Литмир - Электронная Библиотека
Содержание  
A
A

Зачем они оставались здесь?

Никто не мог мне объяснить.

Но... приближались выборы президента островов и давно обещанное провозглашение «независимости» Филиппин.

Американские войска должны были иллюстрировать эту «независимость» и поддерживать «порядок».

Только выбравшись за пределы Манилы в глубь острова и в глубь океана, мы увидели, как прекрасна и изобильна здесь земля.

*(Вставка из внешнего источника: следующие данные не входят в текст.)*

// SPDX-License-Identifier: MIT OR Apache-2.0

//! Scalar leaf types: the registry rows that give attribute and text values
//! their grammar and their validity constraints.
//!
//! A [`Leaf`] is pure data: a name for diagnostics plus a [`LeafKind`]
//! carrying range bounds, an anchored pattern, a length cap, or an enum
//! table. The engine interprets the row; no leaf type carries code of its
//! own, so a dialect's whole scalar vocabulary reads as a table.

use regex::Regex;

use crate::enums::EnumTable;

/// A dynamically-typed scalar value extracted from (or destined for) a
/// single attribute or text node.
#[derive(Clone, Debug, Eq, PartialEq)]
pub enum Value {
    Bool(bool),
    Unsigned(u64),
    Signed(i64),
    Text(String),

    /// A discriminant from the leaf's [`EnumTable`].
    Enum(usize),
}

impl Value {
    pub fn as_bool(&self) -> Option<bool> {
        match self {
            Value::Bool(b) => Some(*b),
            _ => None,
        }
    }

    pub fn as_unsigned(&self) -> Option<u64> {
        match self {
            Value::Unsigned(v) => Some(*v),
            _ => None,
        }
    }

    pub fn as_signed(&self) -> Option<i64> {
        match self {
            Value::Signed(v) => Some(*v),
            _ => None,
        }
    }

    pub fn as_text(&self) -> Option<&str> {
        match self {
            Value::Text(t) => Some(t),
            _ => None,
        }
    }

    pub fn as_enum(&self) -> Option<usize> {
        match self {
            Value::Enum(d) => Some(*d),
            _ => None,
        }
    }
}

/// Why a leaf rejected its input text.
#[derive(Copy, Clone, Debug, Eq, PartialEq)]
pub enum LeafError {
    /// The text doesn't match the kind's grammar at all.
    Lexical,

    /// The text parsed but failed the row's range/pattern/table check.
    Semantic,
}

/// One row of a dialect's scalar registry.
#[derive(Debug)]
pub struct Leaf {
    name: &'static str,
    kind: LeafKind,
}

#[derive(Debug)]
pub enum LeafKind {
    Bool,
    Unsigned { min: u64, max: u64 },
    Signed { min: i64, max: i64 },
    Token {
        pattern: Option<Regex>,
        max_len: Option<usize>,
    },
    Enumerated(EnumTable),
}

impl Leaf {
    pub fn boolean(name: &'static str) -> Self {
        Self {
            name,
            kind: LeafKind::Bool,
        }
    }

    pub fn unsigned(name: &'static str, min: u64, max: u64) -> Self {
        Self {
            name,
            kind: LeafKind::Unsigned { min, max },
        }
    }

    pub fn signed(name: &'static str, min: i64, max: i64) -> Self {
        Self {
            name,
            kind: LeafKind::Signed { min, max },
        }
    }

    /// An unconstrained string.
    pub fn token(name: &'static str) -> Self {
        Self {
            name,
            kind: LeafKind::Token {
                pattern: None,
                max_len: None,
            },
        }
    }

    /// A string constrained by `pattern`, which must match the whole value.
    ///
    /// Panics on an invalid pattern; rows are static declarations, so this is
    /// a programming error caught by any test that builds the registry.
    pub fn pattern(name: &'static str, pattern: &str) -> Self {
        let anchored = format!(r"\A(?:{})\z", pattern);
        Self {
            name,
            kind: LeafKind::Token {
                pattern: Some(Regex::new(&anchored).expect("invalid leaf pattern")),
                max_len: None,
            },
        }
    }

    /// A string capped at `max_len` characters.
    pub fn max_len(name: &'static str, max_len: usize) -> Self {
        Self {
            name,
            kind: LeafKind::Token {
                pattern: None,
                max_len: Some(max_len),
            },
        }
    }

    pub fn enumerated(name: &'static str, table: EnumTable) -> Self {
        Self {
            name,
            kind: LeafKind::Enumerated(table),
        }
    }

    pub fn name(&self) -> &'static str {
        self.name
    }

    pub fn kind(&self) -> &LeafKind {
        &self.kind
    }

    /// Parses raw document text into a [`Value`] without range checking.
    ///
    /// All kinds but `Token` collapse whitespace first, so indented element
    /// text like `"\n  512\n"` reads as `"512"`. `Token` values pass through
    /// verbatim.
    pub fn parse(&self, text: &str) -> Result<Value, LeafError> {
        match &self.kind {
            LeafKind::Bool => match collapse(text).as_str() {
                "true" | "1" => Ok(Value::Bool(true)),
                "false" | "0" => Ok(Value::Bool(false)),
                _ => Err(LeafError::Lexical),
            },
            LeafKind::Unsigned { .. } => {
                let text = collapse(text);
                parse_unsigned(&text).map(Value::Unsigned)
            }
            LeafKind::Signed { .. } => {
                let text = collapse(text);
                parse_signed(&text).map(Value::Signed)
            }
            LeafKind::Token { .. } => Ok(Value::Text(text.to_owned())),
            LeafKind::Enumerated(table) => table
                .parse(&collapse(text))
                .map(Value::Enum)
                .ok_or(LeafError::Semantic),
        }
    }

    /// Checks a value against this row's constraints. A value of the wrong
    /// variant is invalid, not a panic.
    pub fn validate(&self, value: &Value) -> bool {
        match (&self.kind, value) {
            (LeafKind::Bool, Value::Bool(_)) => true,
            (LeafKind::Unsigned { min, max }, Value::Unsigned(v)) => min <= v && v <= max,
            (LeafKind::Signed { min, max }, Value::Signed(v)) => min <= v && v <= max,
            (LeafKind::Token { pattern, max_len }, Value::Text(t)) => {
                if let Some(p) = pattern {
                    if !p.is_match(t) {
                        return false;
                    }
                }
                if let Some(n) = max_len {
                    if t.chars().count() > *n {
                        return false;
                    }
                }
                true
            }
            (LeafKind::Enumerated(table), Value::Enum(d)) => table.contains(*d),
            _ => false,
        }
    }

    /// Parses and validates in one step, as the consume engine does.
    pub fn read(&self, text: &str) -> Result<Value, LeafError> {
        let value = self.parse(text)?;
        if self.validate(&value) {
            Ok(value)
        } else {
            Err(LeafError::Semantic)
        }
    }

    /// Renders a value as canonical document text.
    ///
    /// Returns `None` when the value fails [`Leaf::validate`]; the produce
    /// engine turns that into an invalid-state error before emitting
    /// anything.
    pub fn generate(&self, value: &Value) -> Option<String> {
        if !self.validate(value) {
            return None;
        }
        match (&self.kind, value) {
            (LeafKind::Bool, Value::Bool(b)) => {
                Some(if *b { "true" } else { "false" }.to_owned())
            }
            (LeafKind::Unsigned { .. }, Value::Unsigned(v)) => Some(v.to_string()),
            (LeafKind::Signed { .. }, Value::Signed(v)) => Some(v.to_string()),
            (LeafKind::Token { .. }, Value::Text(t)) => Some(t.clone()),
            (LeafKind::Enumerated(table), Value::Enum(d)) => {
                table.generate(*d).map(str::to_owned)
            }
            _ => None,
        }
    }
}

/// XML Schema-style whitespace collapse: runs of space, tab, CR, and LF
/// become a single space, with leading and trailing runs removed.
fn collapse(text: &str) -> String {
    text.split([' ', '\t', '\r', '\n'])
        .filter(|s| !s.is_empty())
        .collect::<Vec<_>>()
        .join(" ")
}

fn parse_unsigned(text: &str) -> Result<u64, LeafError> {
    if text.is_empty() || !text.bytes().all(|b| b.is_ascii_digit()) {
        return Err(LeafError::Lexical);
    }
    text.parse().map_err(|_| LeafError::Semantic)
}

fn parse_signed(text: &str) -> Result<i64, LeafError> {
    let digits = text.strip_prefix('-').unwrap_or(text);
    if digits.is_empty() || !digits.bytes().all(|b| b.is_ascii_digit()) {
        return Err(LeafError::Lexical);
    }
    text.parse().map_err(|_| LeafError::Semantic)
}

#[cfg(test)]
mod tests {
    use super::*;
    use assert_matches::assert_matches;

    #[test]
    fn range_bounds() {
        let port = Leaf::signed("port", 1, 65_535);
        assert_eq!(port.read("80"), Ok(Value::Signed(80)));
        assert_eq!(port.read("65535"), Ok(Value::Signed(65_535)));
        assert_eq!(port.read("0"), Err(LeafError::Semantic));
        assert_eq!(port.read("65536"), Err(LeafError::Semantic));
        assert_eq!(port.read("8 0"), Err(LeafError::Lexical));
        assert_eq!(port.read("0x50"), Err(LeafError::Lexical));
    }

    #[test]
    fn signed_allows_negative() {
        let port_number = Leaf::signed("port number", -1, 65_535);
        assert_eq!(port_number.read("-1"), Ok(Value::Signed(-1)));
        assert_eq!(port_number.read("-2"), Err(LeafError::Semantic));
        assert_eq!(port_number.read("--1"), Err(LeafError::Lexical));
    }

    #[test]
    fn whitespace_collapse() {
        let mem = Leaf::unsigned("memory", 0, u64::MAX);
        assert_eq!(mem.read("\n    524288\n  "), Ok(Value::Unsigned(524_288)));
        assert_eq!(mem.read("52 4288"), Err(LeafError::Lexical));
    }

    #[test]
    fn pattern_row() {
        let mac = Leaf::pattern("MAC address", "[a-fA-F0-9]{2}(:[a-fA-F0-9]{2}){5}");
        assert_matches!(mac.read("52:54:00:9d:01:aa"), Ok(Value::Text(_)));
        assert_eq!(mac.read("52:54:00:9d:01"), Err(LeafError::Semantic));
        assert_eq!(mac.read("52:54:00:9d:01:zz"), Err(LeafError::Semantic));
        // Anchored: a valid MAC inside junk is not a match.
        assert_eq!(mac.read("x52:54:00:9d:01:aa"), Err(LeafError::Semantic));
    }

    #[test]
    fn max_len_counts_chars() {
        let profile = Leaf::max_len("port profile", 4);
        assert_matches!(profile.read("abcd"), Ok(_));
        assert_eq!(profile.read("abcde"), Err(LeafError::Semantic));
    }

    #[test]
    fn enumerated_row() {
        let table = EnumTable::new(&[(0, "hvm"), (1, "linux"), (2, "exe")]);
        let os_type = Leaf::enumerated("os type", table);
        assert_eq!(os_type.read("linux"), Ok(Value::Enum(1)));
        assert_eq!(os_type.read("windows"), Err(LeafError::Semantic));
        assert_eq!(os_type.generate(&Value::Enum(2)), Some("exe".to_owned()));
        assert_eq!(os_type.generate(&Value::Enum(9)), None);
    }

    #[test]
    fn generate_rejects_out_of_range() {
        let vcpu = Leaf::unsigned("vcpu count", 1, 4096);
        assert_eq!(vcpu.generate(&Value::Unsigned(2)), Some("2".to_owned()));
        assert_eq!(vcpu.generate(&Value::Unsigned(0)), None);
        assert_eq!(vcpu.generate(&Value::Text("2".to_owned())), None);
    }

    #[test]
    fn bool_canonical_form() {
        let b = Leaf::boolean("flag");
        assert_eq!(b.read("1"), Ok(Value::Bool(true)));
        assert_eq!(b.read("false"), Ok(Value::Bool(false)));
        assert_eq!(b.read("yes"), Err(LeafError::Lexical));
        assert_eq!(b.generate(&Value::Bool(true)), Some("true".to_owned()));
    }
}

Казалось, тут все есть для счастья. Щедра природа. Благодатна почва. Прохладны реки. Изобильны недра. Здесь есть все — уголь и железо, золото и серебро, медь и марганец, хром и нефть. Леса богаты красным деревом, «железным» деревом. Кокосовые пальмы дают драгоценную копру — треть всей копры мира. Земля родит щедро и без усилий сахарный тростник, рис, маис, табак, сладкий картофель. Манильская конопля славится в мире — из нее получается отличная пенька.

Здесь много света, много солнца, много воды. Много рыбы в реках и океане, много птицы и зверя.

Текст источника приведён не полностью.